Exercise prompt - Look through the listing for the string "enum" and copy out every line that holds it.

- - - - -

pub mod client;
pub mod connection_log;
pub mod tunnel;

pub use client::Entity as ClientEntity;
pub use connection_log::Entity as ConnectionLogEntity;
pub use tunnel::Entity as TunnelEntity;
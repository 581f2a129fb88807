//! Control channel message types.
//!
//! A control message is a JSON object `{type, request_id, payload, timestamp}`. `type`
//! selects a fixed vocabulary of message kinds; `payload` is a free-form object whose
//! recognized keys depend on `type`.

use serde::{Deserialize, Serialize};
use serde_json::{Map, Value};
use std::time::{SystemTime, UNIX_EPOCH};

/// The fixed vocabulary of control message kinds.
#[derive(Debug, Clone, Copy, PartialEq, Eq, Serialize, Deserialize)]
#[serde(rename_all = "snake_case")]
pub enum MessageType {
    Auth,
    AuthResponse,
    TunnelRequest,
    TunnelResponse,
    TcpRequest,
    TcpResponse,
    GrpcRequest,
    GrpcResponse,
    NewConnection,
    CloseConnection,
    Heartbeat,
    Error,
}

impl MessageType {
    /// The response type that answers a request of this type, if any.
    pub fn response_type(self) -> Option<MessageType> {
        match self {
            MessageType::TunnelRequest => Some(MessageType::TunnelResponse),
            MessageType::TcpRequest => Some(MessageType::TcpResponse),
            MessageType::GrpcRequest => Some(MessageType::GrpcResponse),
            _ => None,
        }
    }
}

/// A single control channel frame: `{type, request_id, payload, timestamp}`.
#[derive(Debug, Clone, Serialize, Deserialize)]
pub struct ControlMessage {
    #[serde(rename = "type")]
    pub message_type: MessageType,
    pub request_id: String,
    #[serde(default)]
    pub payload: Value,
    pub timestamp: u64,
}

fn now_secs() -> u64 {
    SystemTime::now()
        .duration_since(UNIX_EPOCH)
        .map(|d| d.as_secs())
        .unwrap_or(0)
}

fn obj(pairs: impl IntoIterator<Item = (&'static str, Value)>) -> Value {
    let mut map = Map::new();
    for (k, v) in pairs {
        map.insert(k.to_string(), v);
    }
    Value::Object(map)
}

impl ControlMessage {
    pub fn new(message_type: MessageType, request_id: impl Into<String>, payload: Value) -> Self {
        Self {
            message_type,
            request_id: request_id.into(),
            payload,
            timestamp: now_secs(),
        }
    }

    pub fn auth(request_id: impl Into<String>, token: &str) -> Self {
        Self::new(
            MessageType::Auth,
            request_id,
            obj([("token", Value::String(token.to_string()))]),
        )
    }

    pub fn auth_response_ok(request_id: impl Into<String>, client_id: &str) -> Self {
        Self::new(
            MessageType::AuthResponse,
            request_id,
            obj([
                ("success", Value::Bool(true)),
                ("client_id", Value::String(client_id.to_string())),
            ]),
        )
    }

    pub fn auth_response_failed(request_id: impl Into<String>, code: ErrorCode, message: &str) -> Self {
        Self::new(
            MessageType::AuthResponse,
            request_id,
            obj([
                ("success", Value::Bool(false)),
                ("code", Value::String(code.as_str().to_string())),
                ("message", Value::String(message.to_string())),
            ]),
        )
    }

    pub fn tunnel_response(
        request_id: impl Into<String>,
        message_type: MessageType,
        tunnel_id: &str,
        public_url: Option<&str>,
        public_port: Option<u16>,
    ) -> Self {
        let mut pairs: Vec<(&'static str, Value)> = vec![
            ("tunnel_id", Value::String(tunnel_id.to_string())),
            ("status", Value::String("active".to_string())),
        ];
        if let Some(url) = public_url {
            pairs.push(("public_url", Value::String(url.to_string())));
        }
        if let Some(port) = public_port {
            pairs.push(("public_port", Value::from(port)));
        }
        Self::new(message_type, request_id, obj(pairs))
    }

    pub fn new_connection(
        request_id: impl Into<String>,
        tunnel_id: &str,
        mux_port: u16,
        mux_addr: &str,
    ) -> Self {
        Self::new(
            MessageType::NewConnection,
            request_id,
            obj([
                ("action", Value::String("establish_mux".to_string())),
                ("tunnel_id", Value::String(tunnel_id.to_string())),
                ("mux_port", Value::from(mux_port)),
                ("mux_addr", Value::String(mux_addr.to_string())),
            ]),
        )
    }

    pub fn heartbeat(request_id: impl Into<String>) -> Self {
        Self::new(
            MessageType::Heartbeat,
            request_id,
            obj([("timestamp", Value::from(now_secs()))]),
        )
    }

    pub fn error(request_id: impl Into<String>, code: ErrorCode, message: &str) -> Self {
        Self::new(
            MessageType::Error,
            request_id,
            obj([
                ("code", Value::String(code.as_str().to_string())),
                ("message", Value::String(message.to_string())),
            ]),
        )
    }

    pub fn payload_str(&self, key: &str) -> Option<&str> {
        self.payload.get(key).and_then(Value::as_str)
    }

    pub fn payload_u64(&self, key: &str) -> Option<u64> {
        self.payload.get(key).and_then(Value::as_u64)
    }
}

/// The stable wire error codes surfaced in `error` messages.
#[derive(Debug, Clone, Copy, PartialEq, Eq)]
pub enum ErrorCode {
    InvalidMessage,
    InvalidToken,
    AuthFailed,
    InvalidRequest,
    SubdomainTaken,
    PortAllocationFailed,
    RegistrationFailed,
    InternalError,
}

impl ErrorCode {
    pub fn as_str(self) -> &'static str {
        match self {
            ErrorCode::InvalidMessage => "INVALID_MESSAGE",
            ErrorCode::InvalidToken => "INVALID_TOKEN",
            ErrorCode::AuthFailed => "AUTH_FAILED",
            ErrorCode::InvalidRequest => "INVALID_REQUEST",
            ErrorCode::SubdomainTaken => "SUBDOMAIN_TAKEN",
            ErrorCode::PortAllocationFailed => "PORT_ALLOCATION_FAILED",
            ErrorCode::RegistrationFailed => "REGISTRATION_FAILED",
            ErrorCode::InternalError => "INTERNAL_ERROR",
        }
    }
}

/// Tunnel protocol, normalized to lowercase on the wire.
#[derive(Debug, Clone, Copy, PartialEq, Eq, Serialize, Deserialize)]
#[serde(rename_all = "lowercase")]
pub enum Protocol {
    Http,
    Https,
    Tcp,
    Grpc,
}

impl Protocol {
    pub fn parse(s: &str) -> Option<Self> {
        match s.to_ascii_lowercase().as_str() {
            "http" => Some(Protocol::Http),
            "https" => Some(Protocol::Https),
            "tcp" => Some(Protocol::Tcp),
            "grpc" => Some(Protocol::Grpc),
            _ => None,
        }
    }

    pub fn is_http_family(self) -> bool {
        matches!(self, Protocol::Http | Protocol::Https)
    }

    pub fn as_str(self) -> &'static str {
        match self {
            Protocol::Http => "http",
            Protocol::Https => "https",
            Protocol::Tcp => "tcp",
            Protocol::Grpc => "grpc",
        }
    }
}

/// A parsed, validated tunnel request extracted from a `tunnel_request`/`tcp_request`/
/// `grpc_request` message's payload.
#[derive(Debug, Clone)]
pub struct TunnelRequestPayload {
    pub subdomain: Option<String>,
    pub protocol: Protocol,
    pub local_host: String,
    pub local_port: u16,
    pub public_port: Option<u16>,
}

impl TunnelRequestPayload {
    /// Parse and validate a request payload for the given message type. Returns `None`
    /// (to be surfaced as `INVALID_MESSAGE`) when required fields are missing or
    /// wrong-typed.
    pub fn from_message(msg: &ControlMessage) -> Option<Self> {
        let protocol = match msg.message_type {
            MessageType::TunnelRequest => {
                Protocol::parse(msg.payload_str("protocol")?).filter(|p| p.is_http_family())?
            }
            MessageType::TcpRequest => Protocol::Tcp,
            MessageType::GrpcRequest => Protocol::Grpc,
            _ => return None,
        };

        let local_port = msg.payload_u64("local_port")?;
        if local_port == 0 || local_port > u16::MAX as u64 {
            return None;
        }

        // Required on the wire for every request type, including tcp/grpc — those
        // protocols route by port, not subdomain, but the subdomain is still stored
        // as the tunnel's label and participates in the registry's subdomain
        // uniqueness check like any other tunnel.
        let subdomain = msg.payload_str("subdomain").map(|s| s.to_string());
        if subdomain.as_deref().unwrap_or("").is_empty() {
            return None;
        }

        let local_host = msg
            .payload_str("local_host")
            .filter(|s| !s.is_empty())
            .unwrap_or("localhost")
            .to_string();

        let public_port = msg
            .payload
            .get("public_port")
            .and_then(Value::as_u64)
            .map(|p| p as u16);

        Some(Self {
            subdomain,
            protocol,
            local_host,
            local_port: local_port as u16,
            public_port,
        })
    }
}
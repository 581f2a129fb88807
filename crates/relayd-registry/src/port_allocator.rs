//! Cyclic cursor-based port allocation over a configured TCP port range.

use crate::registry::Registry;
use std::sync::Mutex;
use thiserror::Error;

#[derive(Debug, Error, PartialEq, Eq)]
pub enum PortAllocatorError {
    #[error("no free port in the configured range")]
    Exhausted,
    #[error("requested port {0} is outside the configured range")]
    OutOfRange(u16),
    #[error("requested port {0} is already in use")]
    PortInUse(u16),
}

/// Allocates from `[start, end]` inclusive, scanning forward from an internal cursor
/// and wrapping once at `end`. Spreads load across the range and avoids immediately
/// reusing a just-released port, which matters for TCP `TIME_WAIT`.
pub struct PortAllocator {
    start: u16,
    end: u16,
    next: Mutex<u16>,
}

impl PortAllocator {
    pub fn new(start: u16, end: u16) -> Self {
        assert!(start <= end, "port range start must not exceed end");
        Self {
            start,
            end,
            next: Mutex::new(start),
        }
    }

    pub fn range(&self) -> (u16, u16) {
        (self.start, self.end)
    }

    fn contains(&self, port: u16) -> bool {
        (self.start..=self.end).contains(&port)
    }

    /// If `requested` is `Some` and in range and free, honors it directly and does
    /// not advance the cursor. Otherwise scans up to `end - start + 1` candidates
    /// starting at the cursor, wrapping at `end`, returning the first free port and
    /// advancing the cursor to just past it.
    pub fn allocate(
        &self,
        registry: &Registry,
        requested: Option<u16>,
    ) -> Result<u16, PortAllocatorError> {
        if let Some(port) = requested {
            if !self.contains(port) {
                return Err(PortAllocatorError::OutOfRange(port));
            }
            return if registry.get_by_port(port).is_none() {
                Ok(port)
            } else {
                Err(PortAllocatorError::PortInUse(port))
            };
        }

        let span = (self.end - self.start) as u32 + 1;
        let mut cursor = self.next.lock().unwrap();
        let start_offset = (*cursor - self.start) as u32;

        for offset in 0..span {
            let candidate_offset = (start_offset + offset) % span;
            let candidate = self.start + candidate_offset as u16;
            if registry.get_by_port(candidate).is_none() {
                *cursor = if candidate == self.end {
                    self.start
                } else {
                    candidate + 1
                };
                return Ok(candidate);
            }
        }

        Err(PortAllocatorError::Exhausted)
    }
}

- - - - -

Solution to this problem -
pub enum MessageType {
pub enum ErrorCode {
pub enum Protocol {
pub enum PortAllocatorError {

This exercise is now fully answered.